Task description: Take from the data every line in which the word "model" is found.

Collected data

-------------------------

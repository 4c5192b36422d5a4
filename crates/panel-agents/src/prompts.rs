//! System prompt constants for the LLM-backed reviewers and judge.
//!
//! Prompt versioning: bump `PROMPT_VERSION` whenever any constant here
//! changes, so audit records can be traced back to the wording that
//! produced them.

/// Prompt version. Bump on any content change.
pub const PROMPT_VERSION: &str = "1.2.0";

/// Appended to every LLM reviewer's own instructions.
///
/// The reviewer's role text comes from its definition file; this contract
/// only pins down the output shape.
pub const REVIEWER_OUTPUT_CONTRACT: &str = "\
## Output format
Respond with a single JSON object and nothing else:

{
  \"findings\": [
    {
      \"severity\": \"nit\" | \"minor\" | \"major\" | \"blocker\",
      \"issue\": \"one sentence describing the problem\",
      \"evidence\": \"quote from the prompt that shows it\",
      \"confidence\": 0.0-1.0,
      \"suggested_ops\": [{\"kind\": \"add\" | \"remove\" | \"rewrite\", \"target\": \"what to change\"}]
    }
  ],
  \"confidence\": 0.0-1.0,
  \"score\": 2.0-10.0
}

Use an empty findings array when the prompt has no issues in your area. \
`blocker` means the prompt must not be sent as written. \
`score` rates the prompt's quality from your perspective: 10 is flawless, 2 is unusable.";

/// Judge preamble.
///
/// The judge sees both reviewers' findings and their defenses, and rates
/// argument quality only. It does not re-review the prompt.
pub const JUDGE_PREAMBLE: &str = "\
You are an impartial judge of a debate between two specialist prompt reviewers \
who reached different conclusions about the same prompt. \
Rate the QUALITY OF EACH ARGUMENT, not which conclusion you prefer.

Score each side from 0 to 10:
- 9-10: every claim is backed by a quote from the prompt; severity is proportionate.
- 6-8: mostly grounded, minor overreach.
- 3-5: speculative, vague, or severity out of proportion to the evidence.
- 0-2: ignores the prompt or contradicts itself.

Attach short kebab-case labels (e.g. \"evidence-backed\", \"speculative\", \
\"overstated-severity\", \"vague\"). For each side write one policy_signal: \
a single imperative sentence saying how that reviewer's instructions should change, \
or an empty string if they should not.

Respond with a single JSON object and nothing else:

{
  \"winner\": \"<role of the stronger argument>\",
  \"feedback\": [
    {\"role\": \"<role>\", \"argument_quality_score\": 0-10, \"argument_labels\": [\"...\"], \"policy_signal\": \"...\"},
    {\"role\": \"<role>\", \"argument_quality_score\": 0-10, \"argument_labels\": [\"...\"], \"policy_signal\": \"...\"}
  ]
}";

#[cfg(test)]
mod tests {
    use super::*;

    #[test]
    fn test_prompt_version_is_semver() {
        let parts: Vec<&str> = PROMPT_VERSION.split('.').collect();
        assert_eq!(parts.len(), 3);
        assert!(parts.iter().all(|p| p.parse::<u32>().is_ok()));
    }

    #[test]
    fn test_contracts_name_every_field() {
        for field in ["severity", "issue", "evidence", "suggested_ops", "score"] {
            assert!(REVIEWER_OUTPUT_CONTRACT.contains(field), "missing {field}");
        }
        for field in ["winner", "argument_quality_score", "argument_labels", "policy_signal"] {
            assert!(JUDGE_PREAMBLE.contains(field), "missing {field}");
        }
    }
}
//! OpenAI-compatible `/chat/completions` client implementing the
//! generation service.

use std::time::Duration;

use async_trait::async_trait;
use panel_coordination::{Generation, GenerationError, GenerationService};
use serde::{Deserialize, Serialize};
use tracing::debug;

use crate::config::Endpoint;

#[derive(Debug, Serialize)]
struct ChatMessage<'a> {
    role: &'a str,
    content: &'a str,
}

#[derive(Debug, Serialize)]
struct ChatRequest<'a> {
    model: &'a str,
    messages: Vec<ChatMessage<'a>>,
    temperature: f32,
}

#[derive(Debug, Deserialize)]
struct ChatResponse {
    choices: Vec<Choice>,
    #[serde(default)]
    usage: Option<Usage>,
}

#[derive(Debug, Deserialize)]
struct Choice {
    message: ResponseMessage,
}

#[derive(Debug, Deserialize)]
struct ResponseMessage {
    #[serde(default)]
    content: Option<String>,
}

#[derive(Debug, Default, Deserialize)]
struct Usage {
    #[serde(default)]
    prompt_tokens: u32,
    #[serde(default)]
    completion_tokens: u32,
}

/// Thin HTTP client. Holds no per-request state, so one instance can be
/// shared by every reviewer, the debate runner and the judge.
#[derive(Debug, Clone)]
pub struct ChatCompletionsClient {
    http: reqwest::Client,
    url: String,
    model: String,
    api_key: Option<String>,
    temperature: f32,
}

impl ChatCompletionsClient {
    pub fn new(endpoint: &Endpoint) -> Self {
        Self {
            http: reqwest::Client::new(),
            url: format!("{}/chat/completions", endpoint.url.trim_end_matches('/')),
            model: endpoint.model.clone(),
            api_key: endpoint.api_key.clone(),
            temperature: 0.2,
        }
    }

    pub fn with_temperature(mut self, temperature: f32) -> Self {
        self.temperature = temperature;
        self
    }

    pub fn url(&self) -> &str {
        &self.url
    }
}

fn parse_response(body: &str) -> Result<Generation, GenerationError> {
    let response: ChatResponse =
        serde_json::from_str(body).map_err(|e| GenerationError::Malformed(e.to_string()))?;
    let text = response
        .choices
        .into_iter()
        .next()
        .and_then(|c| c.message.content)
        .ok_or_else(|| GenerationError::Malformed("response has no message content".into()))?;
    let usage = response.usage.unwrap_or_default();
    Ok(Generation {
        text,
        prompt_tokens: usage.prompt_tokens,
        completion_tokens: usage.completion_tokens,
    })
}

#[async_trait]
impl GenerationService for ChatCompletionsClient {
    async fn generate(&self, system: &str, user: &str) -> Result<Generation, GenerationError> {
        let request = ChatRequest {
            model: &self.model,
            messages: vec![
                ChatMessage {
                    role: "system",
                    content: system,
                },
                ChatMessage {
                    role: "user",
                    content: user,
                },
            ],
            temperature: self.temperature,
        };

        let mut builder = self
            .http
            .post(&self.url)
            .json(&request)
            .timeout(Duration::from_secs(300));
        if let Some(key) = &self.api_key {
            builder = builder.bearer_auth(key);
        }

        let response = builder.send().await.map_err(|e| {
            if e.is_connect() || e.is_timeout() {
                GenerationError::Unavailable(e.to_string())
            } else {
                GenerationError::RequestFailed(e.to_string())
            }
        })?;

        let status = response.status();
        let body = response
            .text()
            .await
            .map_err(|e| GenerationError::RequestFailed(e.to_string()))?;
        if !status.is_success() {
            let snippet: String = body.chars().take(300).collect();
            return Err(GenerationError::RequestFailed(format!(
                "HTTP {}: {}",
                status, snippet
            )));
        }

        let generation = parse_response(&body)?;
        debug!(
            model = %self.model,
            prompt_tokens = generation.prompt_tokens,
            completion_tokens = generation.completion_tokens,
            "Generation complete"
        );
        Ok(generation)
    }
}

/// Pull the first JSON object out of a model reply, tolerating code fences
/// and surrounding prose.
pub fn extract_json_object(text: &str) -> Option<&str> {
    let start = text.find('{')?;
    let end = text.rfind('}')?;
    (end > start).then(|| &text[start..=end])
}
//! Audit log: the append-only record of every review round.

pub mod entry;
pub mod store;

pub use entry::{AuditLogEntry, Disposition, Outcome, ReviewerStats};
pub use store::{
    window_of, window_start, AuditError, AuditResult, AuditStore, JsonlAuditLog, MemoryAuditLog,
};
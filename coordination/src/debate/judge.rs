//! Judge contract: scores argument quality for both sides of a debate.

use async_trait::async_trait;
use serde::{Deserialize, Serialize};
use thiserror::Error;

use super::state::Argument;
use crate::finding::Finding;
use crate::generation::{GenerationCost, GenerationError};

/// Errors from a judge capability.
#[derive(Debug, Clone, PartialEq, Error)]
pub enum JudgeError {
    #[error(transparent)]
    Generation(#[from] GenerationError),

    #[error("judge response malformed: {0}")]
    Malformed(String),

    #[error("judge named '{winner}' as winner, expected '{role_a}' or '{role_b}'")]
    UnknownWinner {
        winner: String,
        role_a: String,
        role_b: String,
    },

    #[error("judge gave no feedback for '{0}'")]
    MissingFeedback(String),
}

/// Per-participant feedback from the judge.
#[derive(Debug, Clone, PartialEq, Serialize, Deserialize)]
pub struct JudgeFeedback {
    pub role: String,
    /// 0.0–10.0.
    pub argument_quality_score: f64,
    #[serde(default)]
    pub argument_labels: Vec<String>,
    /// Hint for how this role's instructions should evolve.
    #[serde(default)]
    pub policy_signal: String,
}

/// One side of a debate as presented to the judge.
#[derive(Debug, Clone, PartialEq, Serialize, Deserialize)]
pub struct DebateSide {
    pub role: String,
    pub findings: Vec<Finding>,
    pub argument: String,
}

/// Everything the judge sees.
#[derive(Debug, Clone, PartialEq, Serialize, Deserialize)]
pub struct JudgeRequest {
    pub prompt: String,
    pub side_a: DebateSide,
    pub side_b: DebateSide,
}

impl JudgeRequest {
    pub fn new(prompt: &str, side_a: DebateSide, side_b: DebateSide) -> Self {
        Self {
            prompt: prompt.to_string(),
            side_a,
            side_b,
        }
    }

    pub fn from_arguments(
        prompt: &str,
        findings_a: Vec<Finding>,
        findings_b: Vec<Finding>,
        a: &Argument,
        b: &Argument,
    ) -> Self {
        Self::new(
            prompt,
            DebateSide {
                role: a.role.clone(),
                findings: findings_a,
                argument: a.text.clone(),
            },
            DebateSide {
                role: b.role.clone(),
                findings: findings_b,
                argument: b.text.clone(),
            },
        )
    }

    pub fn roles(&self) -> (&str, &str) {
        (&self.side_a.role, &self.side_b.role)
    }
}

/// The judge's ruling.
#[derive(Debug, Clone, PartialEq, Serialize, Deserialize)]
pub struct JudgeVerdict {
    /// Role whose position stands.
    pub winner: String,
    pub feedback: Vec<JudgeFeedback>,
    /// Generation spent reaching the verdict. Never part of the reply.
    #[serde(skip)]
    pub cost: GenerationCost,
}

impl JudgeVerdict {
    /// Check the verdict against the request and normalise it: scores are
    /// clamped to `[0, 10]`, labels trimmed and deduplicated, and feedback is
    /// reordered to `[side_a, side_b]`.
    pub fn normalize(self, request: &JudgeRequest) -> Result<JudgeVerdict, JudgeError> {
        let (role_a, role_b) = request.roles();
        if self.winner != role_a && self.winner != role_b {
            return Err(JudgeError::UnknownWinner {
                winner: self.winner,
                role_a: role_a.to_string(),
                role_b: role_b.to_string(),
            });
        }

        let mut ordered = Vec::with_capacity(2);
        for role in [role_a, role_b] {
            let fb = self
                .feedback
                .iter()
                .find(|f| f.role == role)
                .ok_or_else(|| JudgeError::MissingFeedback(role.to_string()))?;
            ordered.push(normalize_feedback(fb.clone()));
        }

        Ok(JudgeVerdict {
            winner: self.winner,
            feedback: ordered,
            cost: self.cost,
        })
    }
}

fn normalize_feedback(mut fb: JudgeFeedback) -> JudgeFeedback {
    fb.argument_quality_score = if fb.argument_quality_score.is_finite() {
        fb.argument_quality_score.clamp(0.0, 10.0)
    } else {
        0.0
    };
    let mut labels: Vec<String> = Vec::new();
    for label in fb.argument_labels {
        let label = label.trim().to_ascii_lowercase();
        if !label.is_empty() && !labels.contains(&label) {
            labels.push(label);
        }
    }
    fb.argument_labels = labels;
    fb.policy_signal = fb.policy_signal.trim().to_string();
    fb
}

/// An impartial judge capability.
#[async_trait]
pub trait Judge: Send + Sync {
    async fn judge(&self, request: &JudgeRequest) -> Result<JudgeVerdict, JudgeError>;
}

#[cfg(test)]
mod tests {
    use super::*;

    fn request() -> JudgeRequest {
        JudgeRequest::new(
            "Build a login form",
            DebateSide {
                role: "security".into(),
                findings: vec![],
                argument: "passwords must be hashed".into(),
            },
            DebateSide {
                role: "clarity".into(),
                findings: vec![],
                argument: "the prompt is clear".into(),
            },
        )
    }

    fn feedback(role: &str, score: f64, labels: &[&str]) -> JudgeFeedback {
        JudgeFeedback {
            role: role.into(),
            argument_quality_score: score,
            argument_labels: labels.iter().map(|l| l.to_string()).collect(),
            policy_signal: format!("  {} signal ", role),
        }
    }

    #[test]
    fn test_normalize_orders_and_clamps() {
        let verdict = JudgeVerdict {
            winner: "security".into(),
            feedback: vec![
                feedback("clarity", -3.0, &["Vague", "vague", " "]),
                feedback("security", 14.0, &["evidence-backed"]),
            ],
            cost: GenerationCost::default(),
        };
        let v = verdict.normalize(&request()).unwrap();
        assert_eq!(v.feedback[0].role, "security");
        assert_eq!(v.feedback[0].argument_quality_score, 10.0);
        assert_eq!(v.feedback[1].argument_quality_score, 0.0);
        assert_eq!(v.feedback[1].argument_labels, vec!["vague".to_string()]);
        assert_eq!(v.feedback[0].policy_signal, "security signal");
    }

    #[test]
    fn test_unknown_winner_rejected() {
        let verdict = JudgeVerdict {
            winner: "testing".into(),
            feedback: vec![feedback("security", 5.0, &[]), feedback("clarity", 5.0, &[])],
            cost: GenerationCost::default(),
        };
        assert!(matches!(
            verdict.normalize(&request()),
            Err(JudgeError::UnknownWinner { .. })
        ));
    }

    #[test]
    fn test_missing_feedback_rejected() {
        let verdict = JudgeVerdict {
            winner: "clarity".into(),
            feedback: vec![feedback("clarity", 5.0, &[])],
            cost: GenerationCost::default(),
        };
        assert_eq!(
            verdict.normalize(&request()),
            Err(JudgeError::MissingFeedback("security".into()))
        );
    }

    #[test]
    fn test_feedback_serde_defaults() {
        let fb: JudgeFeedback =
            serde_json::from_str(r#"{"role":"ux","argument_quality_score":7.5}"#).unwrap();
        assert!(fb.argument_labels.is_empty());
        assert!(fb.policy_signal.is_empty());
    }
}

-------------------------

Reply to the task:
    model: &'a str,
    model: String,
            model: endpoint.model.clone(),
            model: &self.model,
            model = %self.model,
/// Pull the first JSON object out of a model reply, tolerating code fences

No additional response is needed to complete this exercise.